The long-awaited Starfield RPG by Bethesda is now available, and it promises endless exploration of the galaxy. The game takes a fresh approach to space travel, and fans will not be disappointed with the innovative methods of exploration of the substantial number of planets in the game. This article will cover Starfield's planets and space travel mechanics.
How to travel in space in Starfield
In Starfield, you will spend most of your time hovering through the infinite voids above, engaging in a plethora of daring dogfights, mining expeditions, and planet exploration missions. Meanwhile, interstellar travel is expedited through the convenient and sleek Starmap system.

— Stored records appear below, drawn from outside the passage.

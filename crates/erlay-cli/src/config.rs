//! Configuration file loading for the CLI
//!
//! This module handles finding and loading TOML configuration files
//! from various locations (explicit path, local directory, system directory).

use std::{
    fs,
    path::{Path, PathBuf},
};

use directories::ProjectDirs;
use log::{debug, info};

use erlay::config::AppConfig;

use crate::error::CliError;

/// Relative path of the project-local configuration file.
const LOCAL_CONFIG: &str = "erlay/config.toml";

/// Find and load configuration from various locations
///
/// Search order:
/// 1. Explicit path if provided
/// 2. Local project directory (erlay/config.toml)
/// 3. Platform-specific config directory
/// 4. Default config if none found
///
/// The loaded configuration is validated before it is returned.
///
/// # Errors
///
/// Returns error if:
/// - Explicit path is provided but file doesn't exist
/// - Config file exists but cannot be parsed
/// - Config values are out of range
pub fn load_config(explicit_path: Option<impl AsRef<Path>>) -> Result<AppConfig, CliError> {
    let config = match find_config(explicit_path) {
        Some(path) => load_config_file(&path)?,
        None => {
            debug!("No configuration file found, using default configuration");
            AppConfig::default()
        }
    };

    config.validate()?;
    Ok(config)
}

fn find_config(explicit_path: Option<impl AsRef<Path>>) -> Option<PathBuf> {
    if let Some(path) = explicit_path {
        let path = path.as_ref();
        info!(path = path.display().to_string(); "Loading configuration from explicit path");
        return Some(path.to_path_buf());
    }

    let local_config = Path::new(LOCAL_CONFIG);
    if local_config.exists() {
        info!(path = local_config.display().to_string(); "Loading configuration from local path");
        return Some(local_config.to_path_buf());
    }

    if let Some(proj_dirs) = ProjectDirs::from("com", "erlay", "erlay") {
        let system_config = proj_dirs.config_dir().join("config.toml");

        if system_config.exists() {
            info!(path = system_config.display().to_string(); "Loading configuration from system path");
            return Some(system_config);
        }

        debug!(path = system_config.display().to_string(); "System configuration file not found");
    } else {
        debug!("Could not determine platform-specific config directory");
    }

    None
}

fn load_config_file(path: &Path) -> Result<AppConfig, CliError> {
    if !path.exists() {
        return Err(CliError::MissingConfig(path.to_path_buf()));
    }

    let content = fs::read_to_string(path).map_err(|err| CliError::io(path, err))?;

    toml::from_str(&content)
        .map_err(|err| CliError::config(&path.display().to_string(), content.clone(), &err))
}

#[cfg(test)]
mod tests {
    use erlay::config::{FieldStrategy, VerticalStrategy};
    use tempfile::tempdir;

    use super::*;

    #[test]
    fn test_explicit_config_is_loaded() {
        let dir = tempdir().unwrap();
        let path = dir.path().join("config.toml");
        fs::write(
            &path,
            r#"
[layout]
vertical_strategy = "barycenter"
field_strategy = "dispersal"
refine_budget_ms = 20

[spacing]
entity_width = 300.0
"#,
        )
        .unwrap();

        let config = load_config(Some(&path)).unwrap();

        assert_eq!(config.layout().vertical_strategy(), VerticalStrategy::Barycenter);
        assert_eq!(config.layout().field_strategy(), FieldStrategy::Dispersal);
        assert_eq!(
            config.layout().refine_budget(),
            Some(std::time::Duration::from_millis(20))
        );
        assert_eq!(config.spacing().entity_width(), 300.0);
        assert_eq!(config.spacing().field_height(), 28.0);
    }

    #[test]
    fn test_missing_explicit_config_is_an_error() {
        let dir = tempdir().unwrap();
        let path = dir.path().join("absent.toml");

        let err = load_config(Some(&path)).unwrap_err();

        assert!(matches!(err, CliError::MissingConfig(_)));
    }

    #[test]
    fn test_unknown_strategy_is_reported_with_location() {
        let dir = tempdir().unwrap();
        let path = dir.path().join("config.toml");
        fs::write(&path, "[layout]\nvertical_strategy = \"spiral\"\n").unwrap();

        let err = load_config(Some(&path)).unwrap_err();

        match err {
            CliError::Config { span, .. } => assert!(span.is_some()),
            other => panic!("unexpected error: {other}"),
        }
    }

    #[test]
    fn test_out_of_range_spacing_is_rejected() {
        let dir = tempdir().unwrap();
        let path = dir.path().join("config.toml");
        fs::write(&path, "[spacing]\nentity_width = 0.0\n").unwrap();

        let err = load_config(Some(&path)).unwrap_err();

        assert!(matches!(err, CliError::Layout(_)));
    }
}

- Jump further along your starry path with the help of your GRV drive, which dictates the distance you're able to travel. Take a peek at the Starmap menu to get a sense of how much of your energy will be depleted by each jump.
- By moving a cursor onto a star within the Starmap, you can pick a spot to explore. This allows you to zoom in and discover what planets, star stations, or curiosities are available.
- In the top-left corner of each system, you'll see a handy color-coded difficulty level indicator. Don't let being under-leveled stop you from heading there, but be prepared for a tougher fight from the aggressors.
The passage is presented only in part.